Assignment:
Copy out all lines from the entries below in which "facing" occurs.

Supplied records:
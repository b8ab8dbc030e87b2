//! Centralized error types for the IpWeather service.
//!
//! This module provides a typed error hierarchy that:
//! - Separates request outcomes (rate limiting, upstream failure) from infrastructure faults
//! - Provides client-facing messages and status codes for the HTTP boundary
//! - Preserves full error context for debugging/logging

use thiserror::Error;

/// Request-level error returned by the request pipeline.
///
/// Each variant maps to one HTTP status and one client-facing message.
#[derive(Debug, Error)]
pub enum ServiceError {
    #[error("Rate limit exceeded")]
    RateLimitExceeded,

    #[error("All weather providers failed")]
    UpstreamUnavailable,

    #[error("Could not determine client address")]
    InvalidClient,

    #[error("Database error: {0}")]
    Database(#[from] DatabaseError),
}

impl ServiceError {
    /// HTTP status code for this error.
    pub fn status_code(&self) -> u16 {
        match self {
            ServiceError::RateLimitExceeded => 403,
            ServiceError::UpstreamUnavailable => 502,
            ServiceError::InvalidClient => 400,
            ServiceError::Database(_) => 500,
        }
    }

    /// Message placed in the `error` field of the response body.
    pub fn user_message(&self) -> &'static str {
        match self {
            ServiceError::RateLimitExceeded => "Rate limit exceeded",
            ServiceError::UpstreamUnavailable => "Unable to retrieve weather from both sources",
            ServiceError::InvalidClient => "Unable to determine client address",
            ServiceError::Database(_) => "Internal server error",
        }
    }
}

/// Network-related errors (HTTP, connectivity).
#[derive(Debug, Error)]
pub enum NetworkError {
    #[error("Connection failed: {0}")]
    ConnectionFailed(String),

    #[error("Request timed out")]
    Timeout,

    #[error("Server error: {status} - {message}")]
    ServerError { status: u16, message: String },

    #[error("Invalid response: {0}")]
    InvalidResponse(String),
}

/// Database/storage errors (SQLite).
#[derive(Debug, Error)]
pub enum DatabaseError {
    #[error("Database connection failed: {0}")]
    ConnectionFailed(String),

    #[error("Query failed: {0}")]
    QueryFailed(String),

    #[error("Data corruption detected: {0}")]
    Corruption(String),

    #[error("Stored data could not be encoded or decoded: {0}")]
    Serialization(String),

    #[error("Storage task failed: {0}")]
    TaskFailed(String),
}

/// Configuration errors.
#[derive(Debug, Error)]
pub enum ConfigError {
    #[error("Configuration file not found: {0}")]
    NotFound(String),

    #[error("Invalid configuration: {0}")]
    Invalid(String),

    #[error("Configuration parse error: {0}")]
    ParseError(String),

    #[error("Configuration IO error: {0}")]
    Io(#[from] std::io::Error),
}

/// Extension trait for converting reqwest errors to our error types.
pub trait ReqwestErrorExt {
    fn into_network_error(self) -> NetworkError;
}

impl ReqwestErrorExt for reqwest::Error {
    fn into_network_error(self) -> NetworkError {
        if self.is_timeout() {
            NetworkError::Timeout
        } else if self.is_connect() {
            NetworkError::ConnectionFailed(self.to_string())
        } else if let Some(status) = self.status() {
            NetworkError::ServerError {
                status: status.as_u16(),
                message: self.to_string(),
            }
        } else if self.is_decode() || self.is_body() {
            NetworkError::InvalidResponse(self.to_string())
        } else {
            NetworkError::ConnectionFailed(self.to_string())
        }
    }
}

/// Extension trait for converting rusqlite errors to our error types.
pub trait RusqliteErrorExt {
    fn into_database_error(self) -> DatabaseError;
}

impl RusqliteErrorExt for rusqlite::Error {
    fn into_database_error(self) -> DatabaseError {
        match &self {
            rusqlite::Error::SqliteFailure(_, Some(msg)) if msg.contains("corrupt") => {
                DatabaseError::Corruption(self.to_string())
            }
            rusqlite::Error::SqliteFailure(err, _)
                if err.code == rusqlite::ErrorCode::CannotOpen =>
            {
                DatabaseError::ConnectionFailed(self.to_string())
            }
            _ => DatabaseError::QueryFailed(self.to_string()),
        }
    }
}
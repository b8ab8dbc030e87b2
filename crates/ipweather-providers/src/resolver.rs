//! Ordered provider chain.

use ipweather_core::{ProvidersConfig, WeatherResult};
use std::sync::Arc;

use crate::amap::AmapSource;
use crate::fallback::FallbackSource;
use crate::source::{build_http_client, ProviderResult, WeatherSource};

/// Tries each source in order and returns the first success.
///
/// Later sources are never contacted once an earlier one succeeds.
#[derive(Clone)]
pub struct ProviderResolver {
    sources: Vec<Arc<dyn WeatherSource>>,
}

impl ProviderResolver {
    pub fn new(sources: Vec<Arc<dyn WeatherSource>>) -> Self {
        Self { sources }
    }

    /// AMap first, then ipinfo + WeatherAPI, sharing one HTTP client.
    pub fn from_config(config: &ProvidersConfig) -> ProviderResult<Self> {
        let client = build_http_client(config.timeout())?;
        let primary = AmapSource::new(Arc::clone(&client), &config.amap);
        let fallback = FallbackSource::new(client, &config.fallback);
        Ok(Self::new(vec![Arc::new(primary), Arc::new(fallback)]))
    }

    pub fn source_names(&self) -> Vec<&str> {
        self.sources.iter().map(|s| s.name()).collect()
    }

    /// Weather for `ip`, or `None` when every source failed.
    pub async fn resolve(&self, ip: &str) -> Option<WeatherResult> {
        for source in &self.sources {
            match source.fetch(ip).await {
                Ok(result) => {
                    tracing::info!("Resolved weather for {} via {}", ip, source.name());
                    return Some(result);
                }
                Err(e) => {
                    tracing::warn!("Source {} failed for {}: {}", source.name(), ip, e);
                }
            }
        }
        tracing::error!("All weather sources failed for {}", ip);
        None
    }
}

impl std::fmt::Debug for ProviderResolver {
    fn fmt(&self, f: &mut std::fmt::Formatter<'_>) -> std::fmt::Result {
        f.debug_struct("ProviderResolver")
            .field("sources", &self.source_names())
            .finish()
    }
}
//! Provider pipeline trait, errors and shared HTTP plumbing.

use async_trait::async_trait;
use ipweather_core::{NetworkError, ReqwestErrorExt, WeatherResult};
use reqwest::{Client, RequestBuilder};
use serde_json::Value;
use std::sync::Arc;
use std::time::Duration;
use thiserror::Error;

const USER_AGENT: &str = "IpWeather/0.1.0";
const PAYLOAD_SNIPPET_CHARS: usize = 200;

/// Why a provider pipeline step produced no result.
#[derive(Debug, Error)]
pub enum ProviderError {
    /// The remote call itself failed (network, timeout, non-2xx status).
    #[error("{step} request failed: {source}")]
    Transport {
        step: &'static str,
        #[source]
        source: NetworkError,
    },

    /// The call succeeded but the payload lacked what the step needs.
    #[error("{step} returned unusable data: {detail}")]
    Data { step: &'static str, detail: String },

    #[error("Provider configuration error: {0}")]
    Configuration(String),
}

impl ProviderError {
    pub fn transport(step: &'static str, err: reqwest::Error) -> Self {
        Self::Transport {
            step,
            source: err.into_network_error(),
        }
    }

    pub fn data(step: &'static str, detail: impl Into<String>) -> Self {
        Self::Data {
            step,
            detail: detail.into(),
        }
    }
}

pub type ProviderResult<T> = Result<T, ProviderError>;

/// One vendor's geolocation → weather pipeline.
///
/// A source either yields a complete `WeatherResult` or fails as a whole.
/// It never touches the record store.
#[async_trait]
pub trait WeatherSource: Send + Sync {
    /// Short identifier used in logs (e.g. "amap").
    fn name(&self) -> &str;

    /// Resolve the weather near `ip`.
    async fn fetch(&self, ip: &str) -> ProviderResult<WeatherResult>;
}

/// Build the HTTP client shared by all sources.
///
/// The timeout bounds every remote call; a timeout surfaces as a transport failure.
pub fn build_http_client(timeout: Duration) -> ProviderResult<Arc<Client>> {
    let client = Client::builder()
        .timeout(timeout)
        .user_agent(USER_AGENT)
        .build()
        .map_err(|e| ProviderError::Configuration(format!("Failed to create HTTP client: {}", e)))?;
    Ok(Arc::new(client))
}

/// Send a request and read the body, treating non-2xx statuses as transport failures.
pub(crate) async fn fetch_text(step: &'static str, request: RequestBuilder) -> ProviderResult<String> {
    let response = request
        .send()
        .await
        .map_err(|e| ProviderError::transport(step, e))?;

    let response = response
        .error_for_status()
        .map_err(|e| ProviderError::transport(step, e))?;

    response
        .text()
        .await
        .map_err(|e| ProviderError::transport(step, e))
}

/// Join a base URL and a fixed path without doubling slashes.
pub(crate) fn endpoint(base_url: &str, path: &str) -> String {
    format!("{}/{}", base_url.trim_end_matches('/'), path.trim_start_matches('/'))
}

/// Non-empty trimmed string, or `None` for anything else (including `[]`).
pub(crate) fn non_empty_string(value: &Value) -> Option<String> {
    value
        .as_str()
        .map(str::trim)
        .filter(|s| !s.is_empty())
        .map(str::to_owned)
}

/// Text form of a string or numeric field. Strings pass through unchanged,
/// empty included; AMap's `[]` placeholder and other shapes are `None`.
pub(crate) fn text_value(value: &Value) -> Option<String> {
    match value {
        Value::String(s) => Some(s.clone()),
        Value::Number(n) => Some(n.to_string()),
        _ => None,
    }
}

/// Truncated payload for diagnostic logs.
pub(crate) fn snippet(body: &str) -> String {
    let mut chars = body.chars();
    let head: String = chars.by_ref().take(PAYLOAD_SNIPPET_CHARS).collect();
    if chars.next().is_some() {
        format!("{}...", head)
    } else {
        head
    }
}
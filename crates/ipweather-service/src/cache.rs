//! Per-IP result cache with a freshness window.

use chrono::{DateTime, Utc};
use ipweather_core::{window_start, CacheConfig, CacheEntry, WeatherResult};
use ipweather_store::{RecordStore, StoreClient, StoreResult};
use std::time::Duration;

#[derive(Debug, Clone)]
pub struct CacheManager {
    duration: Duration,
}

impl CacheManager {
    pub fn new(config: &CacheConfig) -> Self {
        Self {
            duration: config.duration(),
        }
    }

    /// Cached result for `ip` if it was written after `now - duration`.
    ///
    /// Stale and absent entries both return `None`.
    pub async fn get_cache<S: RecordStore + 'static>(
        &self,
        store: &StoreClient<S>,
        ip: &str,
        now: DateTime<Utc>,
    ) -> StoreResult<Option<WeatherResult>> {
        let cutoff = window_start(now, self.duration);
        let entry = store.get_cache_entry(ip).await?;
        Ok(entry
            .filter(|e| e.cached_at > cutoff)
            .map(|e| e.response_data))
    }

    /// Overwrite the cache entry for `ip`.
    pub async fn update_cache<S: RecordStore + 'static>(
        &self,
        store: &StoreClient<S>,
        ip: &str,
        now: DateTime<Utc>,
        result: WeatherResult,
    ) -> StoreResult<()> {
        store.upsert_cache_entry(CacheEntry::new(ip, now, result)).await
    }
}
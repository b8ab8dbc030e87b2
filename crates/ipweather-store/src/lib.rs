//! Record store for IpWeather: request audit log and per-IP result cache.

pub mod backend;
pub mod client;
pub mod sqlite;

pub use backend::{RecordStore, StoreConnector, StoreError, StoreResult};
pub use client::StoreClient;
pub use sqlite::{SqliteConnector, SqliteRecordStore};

Exercise solution:
//! - Provides client-facing messages and status codes for the HTTP boundary
/// Each variant maps to one HTTP status and one client-facing message.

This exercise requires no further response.